[Exercise description]: Stop after the line with "tests and single-node"; until then, please copy every line of the records word for word from the first.

━━ Provided data

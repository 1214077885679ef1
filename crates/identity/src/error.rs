// Copyright (C) 2026 Fred Clausen
// Use of this source code is governed by an MIT-style
// license that can be found in the LICENSE file or at
// https://opensource.org/licenses/MIT.

use thiserror::Error;

/// Errors returned by an identity authority.
#[derive(Debug, Error, Clone, PartialEq, Eq)]
pub enum IdentityError {
    /// An identity with this email already exists in the authority.
    #[error("An account with email '{email}' already exists in the identity directory")]
    DuplicateEmail { email: String },

    /// The requested identity does not exist.
    #[error("No identity found with external ID '{external_id}'")]
    NotFound { external_id: String },

    /// The request was rejected before any identity was created.
    #[error("Identity request rejected: {0}")]
    InvalidRequest(String),

    /// The authority could not be reached or refused service.
    #[error("Identity directory unavailable: {0}")]
    Unavailable(String),
}
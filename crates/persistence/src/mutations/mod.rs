// Copyright (C) 2026 Fred Clausen
// Use of this source code is governed by an MIT-style
// license that can be found in the LICENSE file or at
// https://opensource.org/licenses/MIT.

//! Mutation modules.
//!
//! This module contains all state-changing operations for the persistence
//! layer. Mutations use Diesel DSL, with the single backend-specific
//! helper (`last_insert_rowid()`) imported from the `backend` module.
//!
//! ## Module Organization
//!
//! - `actors` — Caller directory records
//! - `audit` — Import audit rows
//! - `members` — Member enrollment records
//! - `teams` — Team records

pub mod actors;
pub mod audit;
pub mod members;
pub mod teams;

pub use actors::create_actor;
pub use audit::record_import_audit;
pub use members::create_member;
pub use teams::create_team;
// Copyright (C) 2026 Fred Clausen
// Use of this source code is governed by an MIT-style
// license that can be found in the LICENSE file or at
// https://opensource.org/licenses/MIT.

//! In-memory identity authority.
//!
//! Stands in for the real directory in tests and single-node
//! deployments. Enforces the same email-uniqueness rule the real
//! authority would, and can be flipped unavailable to exercise
//! failure paths.

use std::collections::HashMap;
use std::sync::Mutex;
use std::sync::atomic::{AtomicBool, AtomicU64, Ordering};

use tracing::debug;

use crate::authority::{ExternalIdentity, IdentityAuthority, NewIdentity};
use crate::error::IdentityError;

/// An identity authority backed by process memory.
pub struct InMemoryIdentityAuthority {
    identities: Mutex<HashMap<String, ExternalIdentity>>,
    next_id: AtomicU64,
    available: AtomicBool,
    deletes_fail: AtomicBool,
}

impl InMemoryIdentityAuthority {
    /// Creates a new, empty authority.
    #[must_use]
    pub fn new() -> Self {
        Self {
            identities: Mutex::new(HashMap::new()),
            next_id: AtomicU64::new(1),
            available: AtomicBool::new(true),
            deletes_fail: AtomicBool::new(false),
        }
    }

    /// Marks the authority available or unavailable. While unavailable,
    /// every operation returns `IdentityError::Unavailable`.
    pub fn set_available(&self, available: bool) {
        self.available.store(available, Ordering::SeqCst);
    }

    /// Makes every subsequent delete fail while creates still succeed.
    /// Exercises the orphaned-identity path.
    pub fn set_deletes_fail(&self, fail: bool) {
        self.deletes_fail.store(fail, Ordering::SeqCst);
    }

    /// Returns whether an identity with this external ID exists.
    ///
    /// # Errors
    ///
    /// Returns `IdentityError::Unavailable` if the backing map is poisoned.
    pub fn contains(&self, external_id: &str) -> Result<bool, IdentityError> {
        let identities = self
            .identities
            .lock()
            .map_err(|_| IdentityError::Unavailable(String::from("identity store poisoned")))?;
        Ok(identities.contains_key(external_id))
    }

    /// Returns the number of identities currently held.
    ///
    /// # Errors
    ///
    /// Returns `IdentityError::Unavailable` if the backing map is poisoned.
    pub fn identity_count(&self) -> Result<usize, IdentityError> {
        let identities = self
            .identities
            .lock()
            .map_err(|_| IdentityError::Unavailable(String::from("identity store poisoned")))?;
        Ok(identities.len())
    }

    fn check_available(&self) -> Result<(), IdentityError> {
        if self.available.load(Ordering::SeqCst) {
            Ok(())
        } else {
            Err(IdentityError::Unavailable(String::from(
                "directory offline",
            )))
        }
    }
}

impl Default for InMemoryIdentityAuthority {
    fn default() -> Self {
        Self::new()
    }
}

impl IdentityAuthority for InMemoryIdentityAuthority {
    fn create_identity(&self, request: &NewIdentity) -> Result<ExternalIdentity, IdentityError> {
        self.check_available()?;

        if request.email.trim().is_empty() {
            return Err(IdentityError::InvalidRequest(String::from(
                "email must not be empty",
            )));
        }
        if request.login_handle.trim().is_empty() {
            return Err(IdentityError::InvalidRequest(String::from(
                "login handle must not be empty",
            )));
        }

        let mut identities = self
            .identities
            .lock()
            .map_err(|_| IdentityError::Unavailable(String::from("identity store poisoned")))?;

        if identities
            .values()
            .any(|existing| existing.email.eq_ignore_ascii_case(&request.email))
        {
            return Err(IdentityError::DuplicateEmail {
                email: request.email.clone(),
            });
        }

        let id: u64 = self.next_id.fetch_add(1, Ordering::SeqCst);
        let external_id: String = format!("idp-{id}");

        let identity: ExternalIdentity = ExternalIdentity {
            external_id: external_id.clone(),
            login_handle: request.login_handle.clone(),
            display_name: request.display_name.clone(),
            email: request.email.clone(),
            role: request.role.clone(),
        };

        debug!(external_id = %external_id, email = %request.email, "Created identity");
        identities.insert(external_id, identity.clone());

        Ok(identity)
    }

    fn delete_identity(&self, external_id: &str) -> Result<(), IdentityError> {
        self.check_available()?;

        if self.deletes_fail.load(Ordering::SeqCst) {
            return Err(IdentityError::Unavailable(String::from(
                "directory refused delete",
            )));
        }

        let mut identities = self
            .identities
            .lock()
            .map_err(|_| IdentityError::Unavailable(String::from("identity store poisoned")))?;

        if identities.remove(external_id).is_none() {
            return Err(IdentityError::NotFound {
                external_id: external_id.to_string(),
            });
        }

        debug!(external_id = %external_id, "Deleted identity");
        Ok(())
    }
}
// Copyright (C) 2026 Fred Clausen
// Use of this source code is governed by an MIT-style
// license that can be found in the LICENSE file or at
// https://opensource.org/licenses/MIT.

//! API operation handlers.
//!
//! Handlers enforce authorization, translate between DTOs and the
//! lower layers, and keep the error taxonomy at the boundary: fatal
//! conditions reject the request, row-scoped conditions land in the
//! response's failure list.

use club_roster_audit::Actor;
use club_roster_domain::CodePolicy;
use club_roster_identity::{CredentialPolicy, IdentityAuthority};
use club_roster_persistence::{ActorData, Persistence, PersistenceError};
use tracing::info;

use crate::auth::{AuthenticatedActor, AuthorizationService};
use crate::batch::{BatchOutcome, record_batch_audit, run_batch};
use crate::error::ApiError;
use crate::request_response::{
    CreateTeamRequest, CreateTeamResponse, ImportMembersRequest, ImportMembersResponse,
    ListImportAuditResponse, ListMembersResponse, ListTeamsResponse,
};
use crate::resolver::{resolve_caller, resolve_team_codes};

/// Imports a batch of members.
///
/// This function:
/// - Verifies the actor is authorized
/// - Rejects empty batches before any row is touched
/// - Resolves the caller to a local actor record (find-or-create)
/// - Pre-resolves the batch's team codes in one query
/// - Runs the enrollment saga once per row
/// - Records one audit entry (best-effort)
///
/// # Arguments
///
/// * `persistence` - The local directory
/// * `authority` - The identity authority
/// * `request` - The import request
/// * `authenticated_actor` - The authenticated caller
///
/// # Returns
///
/// An `ImportMembersResponse` with counts and per-row failures.
///
/// # Errors
///
/// Returns an error only for batch-fatal conditions:
/// - The actor is not authorized
/// - The row list is empty
/// - The caller cannot be resolved or created
/// - The local directory is unreachable
///
/// Individual row failures are captured in the response, not as errors.
pub fn import_members(
    persistence: &mut Persistence,
    authority: &dyn IdentityAuthority,
    request: &ImportMembersRequest,
    authenticated_actor: &AuthenticatedActor,
) -> Result<ImportMembersResponse, ApiError> {
    AuthorizationService::authorize_import_members(authenticated_actor)?;

    if request.rows.is_empty() {
        return Err(ApiError::EmptyBatch);
    }

    info!(
        caller = %authenticated_actor.id,
        rows = request.rows.len(),
        source_file = %request.source_file,
        "Starting member import batch"
    );

    let code_policy: CodePolicy = CodePolicy::default();
    let credential_policy: CredentialPolicy = CredentialPolicy::default();

    // Both resolutions are batch-fatal on failure: without a caller no
    // audit entry can be attributed, and without the team map no row
    // can resolve its team reference.
    let caller: ActorData = resolve_caller(persistence, authenticated_actor, code_policy)?;
    let team_map = resolve_team_codes(persistence, &request.rows)?;

    let outcome: BatchOutcome = run_batch(
        persistence,
        authority,
        &request.rows,
        &team_map,
        &credential_policy,
        code_policy,
    );

    let audit_actor: Actor = Actor::new(caller.actor_id, caller.role);
    record_batch_audit(persistence, &audit_actor, &request.source_file, &outcome);

    let message: String = format!(
        "Imported {} members, {} failed",
        outcome.imported_count(),
        outcome.failed_count()
    );

    Ok(ImportMembersResponse {
        success: true,
        message,
        imported_count: outcome.imported_count(),
        failed_count: outcome.failed_count(),
        failures: outcome.failures,
    })
}

/// Creates a new team.
///
/// # Arguments
///
/// * `persistence` - The local directory
/// * `request` - The team creation request
/// * `authenticated_actor` - The authenticated caller
///
/// # Errors
///
/// Returns an error if:
/// - The actor is not an Admin
/// - The code or name is blank
/// - A team with this code already exists
pub fn create_team(
    persistence: &mut Persistence,
    request: &CreateTeamRequest,
    authenticated_actor: &AuthenticatedActor,
) -> Result<CreateTeamResponse, ApiError> {
    AuthorizationService::authorize_create_team(authenticated_actor)?;

    let code: &str = request.code.trim();
    let name: &str = request.name.trim();

    if code.is_empty() {
        return Err(ApiError::InvalidInput {
            field: String::from("code"),
            message: String::from("Team code cannot be empty"),
        });
    }
    if name.is_empty() {
        return Err(ApiError::InvalidInput {
            field: String::from("name"),
            message: String::from("Team name cannot be empty"),
        });
    }

    let team_id: i64 = match persistence.create_team(code, name) {
        Ok(id) => id,
        Err(PersistenceError::UniqueViolation(_)) => {
            return Err(ApiError::InvalidInput {
                field: String::from("code"),
                message: format!("Team with code '{code}' already exists"),
            });
        }
        Err(e) => return Err(e.into()),
    };

    Ok(CreateTeamResponse {
        team_id,
        code: code.to_string(),
        name: name.to_string(),
        message: format!("Team '{code}' created"),
    })
}

/// Lists all teams.
///
/// # Errors
///
/// Returns an error if the local directory cannot be queried.
pub fn list_teams(persistence: &mut Persistence) -> Result<ListTeamsResponse, ApiError> {
    Ok(ListTeamsResponse {
        teams: persistence.list_teams()?,
    })
}

/// Lists all members.
///
/// # Errors
///
/// Returns an error if the local directory cannot be queried.
pub fn list_members(persistence: &mut Persistence) -> Result<ListMembersResponse, ApiError> {
    Ok(ListMembersResponse {
        members: persistence.list_members()?,
    })
}

/// Lists all import audit entries, most recent first.
///
/// # Errors
///
/// Returns an error if the local directory cannot be queried.
pub fn list_import_audit(
    persistence: &mut Persistence,
) -> Result<ListImportAuditResponse, ApiError> {
    Ok(ListImportAuditResponse {
        entries: persistence.list_import_audit()?,
    })
}
// Copyright (C) 2026 Fred Clausen
// Use of this source code is governed by an MIT-style
// license that can be found in the LICENSE file or at
// https://opensource.org/licenses/MIT.

#![deny(
    clippy::pedantic,
    clippy::cargo,
    clippy::nursery,
    clippy::style,
    clippy::correctness,
    clippy::all
)]
#![allow(clippy::multiple_crate_versions)]

mod auth;
mod batch;
mod error;
mod handlers;
mod request_response;
mod resolver;
mod saga;

#[cfg(test)]
mod tests;

pub use auth::{AuthError, AuthenticatedActor, AuthorizationService, Role, authenticate_stub};
pub use batch::{BatchOutcome, record_batch_audit, run_batch};
pub use error::ApiError;
pub use handlers::{
    create_team, import_members, list_import_audit, list_members, list_teams,
};
pub use request_response::{
    CreateTeamRequest, CreateTeamResponse, ImportMembersRequest, ImportMembersResponse,
    ListImportAuditResponse, ListMembersResponse, ListTeamsResponse, RowFailure,
};
pub use resolver::{collect_team_codes, resolve_caller, resolve_team_codes};
pub use saga::run_row_saga;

━━━━

[Solution for this task]:
repository 1214077885679ef1
filename crates/identity/src/error.rs
// Copyright (C) 2026 Fred Clausen
// Use of this source code is governed by an MIT-style
// license that can be found in the LICENSE file or at
// https://opensource.org/licenses/MIT.

use thiserror::Error;

/// Errors returned by an identity authority.
#[derive(Debug, Error, Clone, PartialEq, Eq)]
pub enum IdentityError {
    /// An identity with this email already exists in the authority.
    #[error("An account with email '{email}' already exists in the identity directory")]
    DuplicateEmail { email: String },

    /// The requested identity does not exist.
    #[error("No identity found with external ID '{external_id}'")]
    NotFound { external_id: String },

    /// The request was rejected before any identity was created.
    #[error("Identity request rejected: {0}")]
    InvalidRequest(String),

    /// The authority could not be reached or refused service.
    #[error("Identity directory unavailable: {0}")]
    Unavailable(String),
}
filename crates/persistence/src/mutations/mod.rs
// Copyright (C) 2026 Fred Clausen
// Use of this source code is governed by an MIT-style
// license that can be found in the LICENSE file or at
// https://opensource.org/licenses/MIT.

//! Mutation modules.
//!
//! This module contains all state-changing operations for the persistence
//! layer. Mutations use Diesel DSL, with the single backend-specific
//! helper (`last_insert_rowid()`) imported from the `backend` module.
//!
//! ## Module Organization
//!
//! - `actors` — Caller directory records
//! - `audit` — Import audit rows
//! - `members` — Member enrollment records
//! - `teams` — Team records

pub mod actors;
pub mod audit;
pub mod members;
pub mod teams;

pub use actors::create_actor;
pub use audit::record_import_audit;
pub use members::create_member;
pub use teams::create_team;
// Copyright (C) 2026 Fred Clausen
// Use of this source code is governed by an MIT-style
// license that can be found in the LICENSE file or at
// https://opensource.org/licenses/MIT.

//! In-memory identity authority.
//!
//! Stands in for the real directory in tests and single-node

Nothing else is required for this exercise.